FRANCOIS GUILLOT/AFP via Getty Images

Looking back at Alexander McQueen’s otherworldly clowns of AW09

On its 15th anniversary, revisit McQueen’s "The Horn of Plenty" collection and the iconic beauty looks of Peter Philips and Guido Palau

This piece was originally published 26 April 2019. The hair and make-up on the runway is often very experimental. Creative freedom combines with eclectic visions from designers to bring together the ultimate fantasy. Runway Retrospectives is a column that explores some of the most legendary catwalk beauty looks of all time.

Who

Designer Alexander McQueen presented his fall 2009 show in Paris just over ten years ago. For the occasion, McQueen sent models down the runway wearing elegant skirt suits and dresses in shades of red, black and houndstooth that mirrored couture in craftsmanship and execution. As for the beauty look, make-up artist Peter Philips gave models bleached brows and now iconic extreme, oversized lips – exaggerated to the point of ridiculous and reminiscent of Leigh Bowery’s smeared lip. For the models who weren’t wearing Philip Treacy hats, hairstylist Guido Palau created sculptures on top of each model’s head with aluminium drink cans and plastic wrap. Echoing the beauty aesthetic, the collection was meant to poke fun at traditional French couture, with garments made out of trash bags and what looked like bubble wrap.

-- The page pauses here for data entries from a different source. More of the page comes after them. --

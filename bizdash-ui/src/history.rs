//! Browser History
//!
//! [`History`] over `window.history`, `window.location.hash` and the
//! `hashchange` event. Each listener owns a JS closure that is detached
//! from the window when the listener is removed.

use std::cell::{Cell, RefCell};
use std::collections::HashMap;
use std::rc::Rc;

use bizdash::history::{FragmentListener, History, ListenerId};
use wasm_bindgen::closure::Closure;
use wasm_bindgen::{JsCast, JsValue};
use web_sys::{HashChangeEvent, HashChangeEventInit};

const HASHCHANGE: &str = "hashchange";

fn current_hash() -> String {
    web_sys::window()
        .and_then(|w| w.location().hash().ok())
        .unwrap_or_default()
}

/// Handle to the page's history; clones share listeners
#[derive(Clone, Default)]
pub struct BrowserHistory {
    listeners: Rc<RefCell<HashMap<u64, Closure<dyn Fn()>>>>,
    next_id: Rc<Cell<u64>>,
    /// URL before the last `push_fragment`, reported as `oldURL`
    previous_url: Rc<RefCell<Option<String>>>,
}

impl BrowserHistory {
    pub fn new() -> Self {
        Self::default()
    }
}

impl History for BrowserHistory {
    fn fragment(&self) -> String {
        current_hash()
    }

    fn push_fragment(&self, fragment: &str) {
        let Some(window) = web_sys::window() else {
            return;
        };
        let previous = window.location().href().ok();
        match window.history() {
            Ok(history) => {
                *self.previous_url.borrow_mut() = previous;
                if let Err(e) = history.push_state_with_url(&JsValue::NULL, "", Some(fragment)) {
                    tracing::warn!(fragment = %fragment, error = ?e, "pushState failed");
                }
            }
            Err(e) => tracing::warn!(error = ?e, "window.history unavailable"),
        }
    }

    fn notify_fragment_change(&self) {
        // pushState does not fire hashchange on its own
        let Some(window) = web_sys::window() else {
            return;
        };
        let new_url = window.location().href().unwrap_or_default();
        let old_url = self
            .previous_url
            .borrow_mut()
            .take()
            .unwrap_or_else(|| new_url.clone());

        let init = HashChangeEventInit::new();
        init.set_old_url(&old_url);
        init.set_new_url(&new_url);
        match HashChangeEvent::new_with_event_init_dict(HASHCHANGE, &init) {
            Ok(event) => {
                let _ = window.dispatch_event(&event);
            }
            Err(e) => tracing::warn!(error = ?e, "Could not create hashchange event"),
        }
    }

    fn add_listener(&self, listener: FragmentListener) -> ListenerId {
        let id = self.next_id.get();
        self.next_id.set(id + 1);

        let closure = Closure::<dyn Fn()>::new(move || listener(&current_hash()));
        if let Some(window) = web_sys::window() {
            let _ = window
                .add_event_listener_with_callback(HASHCHANGE, closure.as_ref().unchecked_ref());
        }
        self.listeners.borrow_mut().insert(id, closure);

        ListenerId(id)
    }

    fn remove_listener(&self, id: ListenerId) {
        let Some(closure) = self.listeners.borrow_mut().remove(&id.0) else {
            return;
        };
        if let Some(window) = web_sys::window() {
            let _ = window
                .remove_event_listener_with_callback(HASHCHANGE, closure.as_ref().unchecked_ref());
        }
    }
}

#[cfg(test)]
mod tests {
    use super::*;
    use wasm_bindgen_test::*;

    wasm_bindgen_test_configure!(run_in_browser);

    #[wasm_bindgen_test]
    fn push_and_notify_dispatches_hashchange_with_urls() {
        let window = web_sys::window().unwrap();
        let seen = Rc::new(RefCell::new(None::<(String, String)>));

        let sink = Rc::clone(&seen);
        let raw = Closure::<dyn Fn(HashChangeEvent)>::new(move |event: HashChangeEvent| {
            *sink.borrow_mut() = Some((event.old_url(), event.new_url()));
        });
        window
            .add_event_listener_with_callback(HASHCHANGE, raw.as_ref().unchecked_ref())
            .unwrap();

        let history = BrowserHistory::new();
        let fragments = Rc::new(RefCell::new(Vec::new()));
        let log = Rc::clone(&fragments);
        let id = history.add_listener(Rc::new(move |f: &str| log.borrow_mut().push(f.to_string())));

        let before = window.location().href().unwrap();
        history.push_fragment("#sales");
        history.notify_fragment_change();

        assert_eq!(history.fragment(), "#sales");
        assert_eq!(fragments.borrow().as_slice(), ["#sales".to_string()]);
        let (old_url, new_url) = seen.borrow().clone().unwrap();
        assert_eq!(old_url, before);
        assert!(new_url.ends_with("#sales"));

        history.remove_listener(id);
        window
            .remove_event_listener_with_callback(HASHCHANGE, raw.as_ref().unchecked_ref())
            .unwrap();
    }
}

“This whole situation is such a cliché,” McQueen told the New York Times right before the show began. “The turnover of fashion is just so quick and so throwaway, and I think that is a big part of the problem. There is no longevity.”

What

Make-up artist Peter Philips, a fixture backstage at the likes of Dries Van Noten, Calvin Klein and currently creative and image director of Christian Dior make-up, had long collaborated with the designer when it came to his visual fantasies. “There were three themes that Lee shared with me,” Philips tells us. “Eliza Doolittle at the flower market before she transforms in My Fair Lady, Elizabeth I and clowns. He wanted initially an eye look inspired by these themes, but when I proposed this look, combined with Guido’s headpieces, he was sold.”

Philips continues, “Alabaster skin and no eyebrows for the Elizabeth I touch, and an exaggerated shiny lip to get a bit of clown in.” Guido Palau, editorial hair stylist who was also key to carrying out McQueen’s visions, pinned models’ hair back so that none of it was showing and covered their heads in different arrangements of aluminium spray painted cans wrapped in plastic. “Guido used trash to create the headpieces, which for me, got the dirty, early morning flower market element covered. The shapes of Guido’s head wraps also had a historical edge,” says Philips.

Where

The show took place in Paris and was one of the late McQueen’s very last shows. “I think it’s dangerous to play it safe because you will just get lost in the midst of cashmere twin sets. People don’t want to see clothes. They want to see something that fuels the imagination,” he told critics. Like the beauty look, the set incorporated trash, and memorabilia from the designer’s past shows piled high in the centre of the runway with a glass shattered catwalk.

Why

The look was legendary for its element of fantasy as well as the slightly controversial assumptions the world made about the entire show and, in particular, the make-up. Vogue’s Sarah Mower, for example, wrote of the show, “There were those who found his picture of women with sex-doll lips and sometimes painfully theatrical costumes ugly and misogynistic”

Along with that, Palau told Dazed that McQueen had a major influence on him, not just for this show, but within his entire career: “He showed me a different way of looking at beauty. He had a very specific idea of women, which was celebratory but in a way that was very powerful. The women were powerful. They were not misogynistic. They were so restrictive, in a way, but he was really celebrating women's power in a different way. He was very pro-women.”

How to Get the Look

For a permanent look, you could bleach your own brows using Jolen Creme Bleach (a very of-the-moment style considering models at Prada AW19 also had bleached brows). A great semi-permanent alternative is Kat Von D’s 24-Hour Super Brow Long-Wear Pomade in bleach, which gives even the darkest of brows a faux bleached effect. Take a lipstick, like Dior Rouge Dior lipstick, in a vibrant shade (lipstick shades of scarlet, maroon and red-orange were all seen in the show) and overline the lip. Try a lipliner in a matching shade to get a harder, more finessed edge. Or, for a more unconventional take, you can wear a jelly lip mask which really resembles the same look. The Japanese Pure Smile Choosy Lip Mask comes in tons of different colours and stays put.

As for the hair pieces, you can DIY it using your own cans and plastic. If it doesn’t look exactly the same, that’s fine; the magic of this look is the fantasy imbued in it.